Shades of times past

 BUG GUTS & BEAUTY
By Orpheus Allison

    It stood as a silent sentinel alone in the fields, the accompanying farmhouse long gone. Only a few lilac bushes remained. Countless calls for help used it as a reference. “Broke down just north of PT Farms.” Thanks to Crown of Maine Photography it’s possible to see the gorgeous interior of posts and beams. Were the barn closer to the city it might have been turned into condos. Now it will get a Viking funeral and join the shades of times past.
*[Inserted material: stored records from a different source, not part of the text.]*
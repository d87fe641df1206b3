// Copyright (c) 2026 Arista Networks, Inc.
// Use of this source code is governed by the Apache License 2.0
// that can be found in the LICENSE file.

//! Indentation-aware YAML scanner.
//!
//! The scanner walks the source one character at a time, tracking:
//! - the current line's indent relative to the previous pinned column
//!   (`:` after a key, `-` at a sequence entry, and `<<` pin the column
//!   so nested blocks are told apart from same-level continuations)
//! - flow nesting (`{}` / `[]`), which changes what `,` means
//! - block-scalar mode (`|`, `>`), where newlines are written into the
//!   scalar body instead of terminating tokens
//!
//! Scanning never fails: malformed input still produces tokens whose
//! positions let the parser localize errors.

mod context;

use crate::token::{Position, Token, Tokens};
use context::Context;

/// The current line's indent classified against the previous line (or the
/// pinned column, when a delimiter pinned one).
#[derive(Debug, Clone, Copy, PartialEq, Eq)]
enum IndentState {
    Equal,
    Up,
    Down,
    /// Mid-line: no indent decision applies.
    Keep,
}

#[derive(Debug)]
struct Scanner {
    line: usize,
    column: usize,
    offset: usize,
    prev_indent_level: usize,
    prev_indent_num: usize,
    prev_indent_column: usize,
    indent_level: usize,
    indent_num: usize,
    is_first_char_at_line: bool,
    is_anchor: bool,
    is_started_flow_sequence: bool,
    is_started_flow_map: bool,
    indent_state: IndentState,
    saved_pos: Option<Position>,
}
// Copyright (c) 2026 Arista Networks, Inc.
// Use of this source code is governed by the Apache License 2.0
// that can be found in the LICENSE file.

//! Scanner work area: character cursor, the two token buffers, and the
//! token accumulator.
//!
//! `buf` holds the semantic characters of the token in progress; `obuf`
//! holds every character observed since the last token boundary, so the
//! emitted token can carry its verbatim lexeme.

use crate::token::{Position, Token, Tokens};

#[derive(Debug)]
pub(crate) struct Context {
    src: Vec<char>,
    pub(crate) idx: usize,
    buf: String,
    obuf: String,
    pub(crate) tokens: Tokens,
    pub(crate) is_raw_folded: bool,
    pub(crate) is_literal: bool,
    pub(crate) is_folded: bool,
    pub(crate) literal_opt: String,
}

impl Context {
    pub(crate) fn new(src: &str) -> Self {
        Self {
            src: src.chars().collect(),
            idx: 0,
            buf: String::new(),
            obuf: String::new(),
            tokens: Tokens::new(),
            is_raw_folded: false,
            is_literal: false,
            is_folded: false,
            literal_opt: String::new(),
        }
    }

    pub(crate) fn next(&self) -> bool {
        self.idx < self.src.len()
    }

    pub(crate) fn source(&self, start: usize, end: usize) -> String {
        self.src[start..end].iter().collect()
    }

    pub(crate) fn current_char(&self) -> char {
        self.src[self.idx]
    }

    pub(crate) fn next_char(&self) -> Option<char> {
        self.src.get(self.idx + 1).copied()
    }

    pub(crate) fn char_at(&self, idx: usize) -> Option<char> {
        self.src.get(idx).copied()
    }

    /// Count of consecutive `ch` starting at the cursor.
    pub(crate) fn repeat_num(&self, ch: char) -> usize {
        self.src[self.idx..].iter().take_while(|&&c| c == ch).count()
    }

    pub(crate) fn progress(&mut self, num: usize) {
        self.idx += num;
    }

    /// Whether the cursor sits on the last character.
    pub(crate) fn is_eos(&self) -> bool {
        self.idx + 1 >= self.src.len()
    }

    /// Whether no character follows the cursor.
    pub(crate) fn is_next_eos(&self) -> bool {
        self.idx + 1 >= self.src.len()
    }

    pub(crate) fn add_token(&mut self, token: Option<Token>) {
        if let Some(tk) = token {
            self.tokens.push(tk);
        }
    }

    pub(crate) fn add_buf(&mut self, ch: char) {
        self.buf.push(ch);
    }

    pub(crate) fn add_origin_buf(&mut self, ch: char) {
        self.obuf.push(ch);
    }

    pub(crate) fn buf_is_empty(&self) -> bool {
        self.buf.is_empty()
    }

    pub(crate) fn origin(&self) -> String {
        self.obuf.clone()
    }

    pub(crate) fn origin_starts_with_newline(&self) -> bool {
        self.obuf.starts_with('\n')
    }

    pub(crate) fn origin_is_empty(&self) -> bool {
        self.obuf.is_empty()
    }

    /// The buffered semantic text, trimmed of surrounding spaces.
    ///
    /// Newlines are preserved: block-scalar bodies keep their trailing
    /// line breaks, while the space appended by a line join is dropped.
    pub(crate) fn buffered_src(&self) -> &str {
        self.buf.trim_matches(' ')
    }

    /// Character count from the first semantic character through the
    /// cursor. Trailing spaces count: the cursor sits after them, so
    /// position math must step back over them too.
    pub(crate) fn buffered_size(&self) -> usize {
        self.buf.trim_start_matches(' ').chars().count()
    }

    /// One of the three block-scalar modes is active.
    pub(crate) fn is_save_indent_mode(&self) -> bool {
        self.is_literal || self.is_folded || self.is_raw_folded
    }

    /// Clear the block-scalar flags and the recorded header option.
    pub(crate) fn break_literal(&mut self) {
        self.is_literal = false;
        self.is_folded = false;
        self.is_raw_folded = false;
        self.literal_opt.clear();
    }

    pub(crate) fn reset_buffer(&mut self) {
        self.buf.clear();
        self.obuf.clear();
    }

    /// Flush the buffer as a single token positioned at `pos`.
    ///
    /// Returns `None` when nothing but spaces is buffered. Block-scalar
    /// bodies always flush as plain string tokens so the parser finds the
    /// string it requires after a `|` or `>` header.
    pub(crate) fn buffered_token(&mut self, pos: Position) -> Option<Token> {
        let source = self.buffered_src();
        if source.is_empty() {
            return None;
        }
        let value = source.to_owned();
        let origin = self.obuf.clone();
        let token = if self.is_save_indent_mode() {
            Token::string(value, origin, pos)
        } else {
            Token::new(value, origin, pos)
        };
        self.reset_buffer();
        Some(token)
    }
}
// Copyright (c) 2026 Arista Networks, Inc.
// Use of this source code is governed by the Apache License 2.0
// that can be found in the LICENSE file.

//! Token types for the YAML scanner.
//!
//! A [`Token`] carries three views of the same piece of source text:
//! - `value`: the semantic text (quotes stripped, double-quote escapes
//!   applied, block-scalar header indicators included as written)
//! - `origin`: the verbatim lexeme, including surrounding whitespace
//! - `position`: line/column/offset plus the indent counters of the line
//!   that produced it
//!
//! Plain scalars are classified by shape at flush time (`Null`, `Bool`,
//! the integer family, `Float`, `Infinity`, `Nan`, or `String`); quoted
//! scalars always keep their quote kind regardless of content.

/// A source position.
///
/// `line`, `column`, and `offset` are 1-based. `indent_level` counts
/// logical nesting steps, `indent_num` counts the leading spaces of the
/// line that produced the token.
#[derive(Debug, Clone, Default, PartialEq, Eq)]
pub struct Position {
    pub line: usize,
    pub column: usize,
    pub offset: usize,
    pub indent_level: usize,
    pub indent_num: usize,
}

impl Position {
    /// Position of the first character of a document.
    #[must_use]
    pub const fn start() -> Self {
        Self {
            line: 1,
            column: 1,
            offset: 1,
            indent_level: 0,
            indent_num: 0,
        }
    }
}

/// The closed set of token kinds.
#[derive(Debug, Clone, Copy, PartialEq, Eq)]
pub enum TokenKind {
    // Structural
    /// `{` flow mapping start
    MappingStart,
    /// `}` flow mapping end
    MappingEnd,
    /// `[` flow sequence start
    SequenceStart,
    /// `]` flow sequence end
    SequenceEnd,
    /// `,` flow entry separator
    CollectEntry,
    /// `-` block sequence entry indicator
    SequenceEntry,
    /// `:` mapping value indicator
    MappingValue,
    /// `---` document start
    DocumentHeader,
    /// `...` document end
    DocumentEnd,

    // Markers
    /// `&` anchor indicator
    Anchor,
    /// `*` alias indicator
    Alias,
    /// `!…` tag
    Tag,
    /// `%` directive indicator (also emitted for `? `)
    Directive,
    /// `<<` merge key
    MergeKey,
    /// `#…` comment
    Comment,

    // Scalars
    /// Plain scalar
    String,
    /// Single-quoted scalar
    SingleQuote,
    /// Double-quoted scalar
    DoubleQuote,
    /// `|` literal block scalar header
    Literal,
    /// `>` folded block scalar header
    Folded,
    /// `null`, `~`, or empty
    Null,
    /// `true`/`false`/`yes`/`no`/`on`/`off`
    Bool,
    /// Decimal integer
    Integer,
    /// `0b…` binary integer
    BinaryInteger,
    /// `0o…` or leading-zero octal integer
    OctetInteger,
    /// `0x…` hexadecimal integer
    HexInteger,
    /// Floating-point number
    Float,
    /// `.inf` / `-.inf`
    Infinity,
    /// `.nan`
    Nan,
}

impl TokenKind {
    /// Returns `true` if this kind is a scalar (a token the parser can
    /// turn into a scalar node directly).
    #[must_use]
    pub const fn is_scalar(self) -> bool {
        matches!(
            self,
            Self::String
                | Self::SingleQuote
                | Self::DoubleQuote
                | Self::Null
                | Self::Bool
                | Self::Integer
                | Self::BinaryInteger
                | Self::OctetInteger
                | Self::HexInteger
                | Self::Float
                | Self::Infinity
                | Self::Nan
        )
    }

    /// Returns `true` for the string family (plain and quoted scalars).
    #[must_use]
    pub const fn is_string(self) -> bool {
        matches!(self, Self::String | Self::SingleQuote | Self::DoubleQuote)
    }

    /// Returns `true` for any of the integer kinds.
    #[must_use]
    pub const fn is_integer(self) -> bool {
        matches!(
            self,
            Self::Integer | Self::BinaryInteger | Self::OctetInteger | Self::HexInteger
        )
    }
}

impl std::fmt::Display for TokenKind {
    fn fmt(&self, f: &mut std::fmt::Formatter<'_>) -> std::fmt::Result {
        match self {
            Self::MappingStart => write!(f, "'{{'"),
            Self::MappingEnd => write!(f, "'}}'"),
            Self::SequenceStart => write!(f, "'['"),
            Self::SequenceEnd => write!(f, "']'"),
            Self::CollectEntry => write!(f, "','"),
            Self::SequenceEntry => write!(f, "'-'"),
            Self::MappingValue => write!(f, "':'"),
            Self::DocumentHeader => write!(f, "'---'"),
            Self::DocumentEnd => write!(f, "'...'"),
            Self::Anchor => write!(f, "anchor"),
            Self::Alias => write!(f, "alias"),
            Self::Tag => write!(f, "tag"),
            Self::Directive => write!(f, "directive"),
            Self::MergeKey => write!(f, "'<<'"),
            Self::Comment => write!(f, "comment"),
            Self::String => write!(f, "plain scalar"),
            Self::SingleQuote => write!(f, "single-quoted scalar"),
            Self::DoubleQuote => write!(f, "double-quoted scalar"),
            Self::Literal => write!(f, "'|'"),
            Self::Folded => write!(f, "'>'"),
            Self::Null => write!(f, "null"),
            Self::Bool => write!(f, "bool"),
            Self::Integer => write!(f, "integer"),
            Self::BinaryInteger => write!(f, "binary integer"),
            Self::OctetInteger => write!(f, "octal integer"),
            Self::HexInteger => write!(f, "hex integer"),
            Self::Float => write!(f, "float"),
            Self::Infinity => write!(f, "infinity"),
            Self::Nan => write!(f, "nan"),
        }
    }
}

/// A single token.
#[derive(Debug, Clone, PartialEq)]
pub struct Token {
    /// The token kind.
    pub kind: TokenKind,
    /// The semantic text of the token.
    pub value: String,
    /// The verbatim lexeme, including surrounding whitespace and quotes.
    pub origin: String,
    /// Where the token's originating character sits in the source.
    pub position: Position,
    /// The kind of the following token in the stream, assigned when the
    /// token is appended. The parser uses it to detect `X :` pairings
    /// without branching on lookahead.
    pub next_kind: Option<TokenKind>,
}

impl Token {
    fn with_kind(kind: TokenKind, value: String, origin: String, position: Position) -> Self {
        Self {
            kind,
            value,
            origin,
            position,
            next_kind: None,
        }
    }

    /// Create a token from buffered plain text, classifying its kind by
    /// shape.
    #[must_use]
    pub fn new(value: String, origin: String, position: Position) -> Self {
        let kind = classify(&value);
        Self::with_kind(kind, value, origin, position)
    }

    /// Create a plain string token regardless of the value's shape.
    /// Block-scalar bodies use this so a body of `123` stays a string.
    #[must_use]
    pub fn string(value: String, origin: String, position: Position) -> Self {
        Self::with_kind(TokenKind::String, value, origin, position)
    }

    /// Create a single-quoted scalar token.
    #[must_use]
    pub fn single_quote(value: String, origin: String, position: Position) -> Self {
        Self::with_kind(TokenKind::SingleQuote, value, origin, position)
    }

    /// Create a double-quoted scalar token.
    #[must_use]
    pub fn double_quote(value: String, origin: String, position: Position) -> Self {
        Self::with_kind(TokenKind::DoubleQuote, value, origin, position)
    }

    /// Create a literal block-scalar header token (`|` plus its option).
    #[must_use]
    pub fn literal(value: String, origin: String, position: Position) -> Self {
        Self::with_kind(TokenKind::Literal, value, origin, position)
    }

    /// Create a folded block-scalar header token (`>` plus its option).
    #[must_use]
    pub fn folded(value: String, origin: String, position: Position) -> Self {
        Self::with_kind(TokenKind::Folded, value, origin, position)
    }

    /// Create a tag token. The value keeps the leading `!`.
    #[must_use]
    pub fn tag(value: String, origin: String, position: Position) -> Self {
        Self::with_kind(TokenKind::Tag, value, origin, position)
    }

    /// Create a comment token. The value excludes the leading `#`.
    #[must_use]
    pub fn comment(value: String, origin: String, position: Position) -> Self {
        Self::with_kind(TokenKind::Comment, value, origin, position)
    }

    /// Create an anchor indicator token (`&`).
    #[must_use]
    pub fn anchor(origin: String, position: Position) -> Self {
        Self::with_kind(TokenKind::Anchor, "&".to_owned(), origin, position)
    }

    /// Create an alias indicator token (`*`).
    #[must_use]
    pub fn alias(origin: String, position: Position) -> Self {
        Self::with_kind(TokenKind::Alias, "*".to_owned(), origin, position)
    }

    /// Create a flow mapping start token (`{`).
    #[must_use]
    pub fn mapping_start(origin: String, position: Position) -> Self {
        Self::with_kind(TokenKind::MappingStart, "{".to_owned(), origin, position)
    }

    /// Create a flow mapping end token (`}`).
    #[must_use]
    pub fn mapping_end(origin: String, position: Position) -> Self {
        Self::with_kind(TokenKind::MappingEnd, "}".to_owned(), origin, position)
    }

    /// Create a flow sequence start token (`[`).
    #[must_use]
    pub fn sequence_start(origin: String, position: Position) -> Self {
        Self::with_kind(TokenKind::SequenceStart, "[".to_owned(), origin, position)
    }

    /// Create a flow sequence end token (`]`).
    #[must_use]
    pub fn sequence_end(origin: String, position: Position) -> Self {
        Self::with_kind(TokenKind::SequenceEnd, "]".to_owned(), origin, position)
    }

    /// Create a flow entry separator token (`,`).
    #[must_use]
    pub fn collect_entry(origin: String, position: Position) -> Self {
        Self::with_kind(TokenKind::CollectEntry, ",".to_owned(), origin, position)
    }

    /// Create a block sequence entry token (`-`).
    #[must_use]
    pub fn sequence_entry(origin: String, position: Position) -> Self {
        Self::with_kind(TokenKind::SequenceEntry, "-".to_owned(), origin, position)
    }

    /// Create a mapping value indicator token (`:`).
    #[must_use]
    pub fn mapping_value(position: Position) -> Self {
        Self::with_kind(TokenKind::MappingValue, ":".to_owned(), ":".to_owned(), position)
    }

    /// Create a document header token (`---`).
    #[must_use]
    pub fn document_header(position: Position) -> Self {
        Self::with_kind(
            TokenKind::DocumentHeader,
            "---".to_owned(),
            "---".to_owned(),
            position,
        )
    }

    /// Create a document end token (`...`).
    #[must_use]
    pub fn document_end(position: Position) -> Self {
        Self::with_kind(
            TokenKind::DocumentEnd,
            "...".to_owned(),
            "...".to_owned(),
            position,
        )
    }

    /// Create a directive token.
    #[must_use]
    pub fn directive(position: Position) -> Self {
        Self::with_kind(TokenKind::Directive, "%".to_owned(), "%".to_owned(), position)
    }

    /// Create a merge key token (`<<`).
    #[must_use]
    pub fn merge_key(origin: String, position: Position) -> Self {
        Self::with_kind(TokenKind::MergeKey, "<<".to_owned(), origin, position)
    }
}

/// An ordered token stream.
///
/// Appending a token assigns the previous token's forward kind link.
/// Tokens are never otherwise mutated after being appended.
#[derive(Debug, Clone, Default, PartialEq)]
pub struct Tokens(Vec<Token>);

impl Tokens {
    /// Create an empty stream.
    #[must_use]
    pub const fn new() -> Self {
        Self(Vec::new())
    }

    /// Append a token, linking the previous token's `next_kind` to it.
    pub fn push(&mut self, token: Token) {
        if let Some(last) = self.0.last_mut() {
            last.next_kind = Some(token.kind);
        }
        self.0.push(token);
    }

    /// Consume the stream into its tokens.
    #[must_use]
    pub fn into_vec(self) -> Vec<Token> {
        self.0
    }
}

impl std::ops::Deref for Tokens {
    type Target = [Token];

    fn deref(&self) -> &[Token] {
        &self.0
    }
}

impl<'a> IntoIterator for &'a Tokens {
    type Item = &'a Token;
    type IntoIter = std::slice::Iter<'a, Token>;

    fn into_iter(self) -> Self::IntoIter {
        self.0.iter()
    }
}

/// Classify buffered plain text by shape. The null/infinity/nan literal
/// sets are exact; only the boolean words match case-insensitively.
fn classify(value: &str) -> TokenKind {
    match value {
        "null" | "~" | "" => return TokenKind::Null,
        _ => {}
    }
    if ["true", "false", "yes", "no", "on", "off"]
        .iter()
        .any(|word| value.eq_ignore_ascii_case(word))
    {
        return TokenKind::Bool;
    }
    if matches!(value, ".inf" | "-.inf") {
        return TokenKind::Infinity;
    }
    if value == ".nan" {
        return TokenKind::Nan;
    }
    if let Some(kind) = classify_number(value) {
        return kind;
    }
    TokenKind::String
}

fn classify_number(value: &str) -> Option<TokenKind> {
    if let Some(rest) = value.strip_prefix("0b") {
        if !rest.is_empty() && rest.bytes().all(|b| b == b'0' || b == b'1') {
            return Some(TokenKind::BinaryInteger);
        }
    }
    if let Some(rest) = value.strip_prefix("0o") {
        if !rest.is_empty() && rest.bytes().all(|b| (b'0'..=b'7').contains(&b)) {
            return Some(TokenKind::OctetInteger);
        }
    }
    if let Some(rest) = value.strip_prefix("0x") {
        if !rest.is_empty() && rest.bytes().all(|b| b.is_ascii_hexdigit()) {
            return Some(TokenKind::HexInteger);
        }
    }
    if value.len() > 1
        && value.starts_with('0')
        && value.bytes().all(|b| (b'0'..=b'7').contains(&b))
    {
        return Some(TokenKind::OctetInteger);
    }
    let unsigned = value
        .strip_prefix('-')
        .or_else(|| value.strip_prefix('+'))
        .unwrap_or(value);
    if !unsigned.is_empty() && unsigned.bytes().all(|b| b.is_ascii_digit()) {
        return Some(TokenKind::Integer);
    }
    // IEEE-754 textual form: digits with '.', exponent, or both. The
    // character filter keeps word-forms like "infinity" out of f64's
    // permissive parser.
    let float_chars = value
        .bytes()
        .all(|b| b.is_ascii_digit() || matches!(b, b'+' | b'-' | b'.' | b'e' | b'E'));
    if float_chars && value.bytes().any(|b| b.is_ascii_digit()) && value.parse::<f64>().is_ok() {
        return Some(TokenKind::Float);
    }
    None
}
    Its arrogance as it stood in that wide open field challenged storms of ice, snow, and wind. Thunderclouds and harvesters could not bring it down. Only the pictures and memories crossing our vision remind the mind of glory. Tenacity remains as the land continues to produce.
    Witness to 25,000 days and more of weather it humbles us all with grace and dignity as it stands its last watch over those many fields. Lashed by autumn rains, buried under winter snows, wakened to springtime blossoms and summer dreams it watched The County grow and change until it too reached the end of its possibilities. For an old friend, comrade, soldier, and sentinel, home to owls and hawks, “Last Call” sounds, “Taps” echoes from the hillsides. Only the wind to caress its space.
    Cameras are another set of eyes. Today, with thousands of cameras here in Aroostook County; live pictures of the mundane cityscapes of American and Canadian communities; bears and eagles, traffic flows and ebbs, why is it the local weather forecast is bereft of any live pictures in the local television forecast? Yes, we are shown postcards of scenes common enough. Yet allusions are made to clouds and peculiarities of stormy skies. These are presented over a background of nice, fluffy, clouds in blue skies. Viewers are told to go out and marvel at the evening or morning sky. Yet, no pictures of the sky at the moment.
    Television has its own countenance. We have watched moments unfold in glory and tragedy. Yet, the very reason to watch local news: weather’s temper, is nothing more than some letters on a wall. Where is the storm crossing the river, the glorious sun erupting in the eastern sky or settling in the west? Rain, drizzle, fog, and other fulminations of nature’s temper are hidden away behind placards of numbers and cutesy clouds on blue plates. Unlike the temptations of a blue-plate special viewers are left hungry for visuals. The weather is too important to be ignored by the cameras.
    Cameras are cheap and there are enough businesses with cameras to give the public a shot at the world of the moment. Show us the sun rising over the ridge, a speckled trout snatching a morsel on the banks of the Aroostook. Let us see the weather of now from around our viewing area. Our loyal sentinels may yet witness those gorgeous skies known to all.
    Orpheus Allison is a photojournalist living in the County. He began his journalism career at WAGM television later working in many different areas of the US. After twenty years of television he changed careers and taught in China and Korea. Graduating from UMPI he earned a master of liberal arts degree from the University of North Carolina.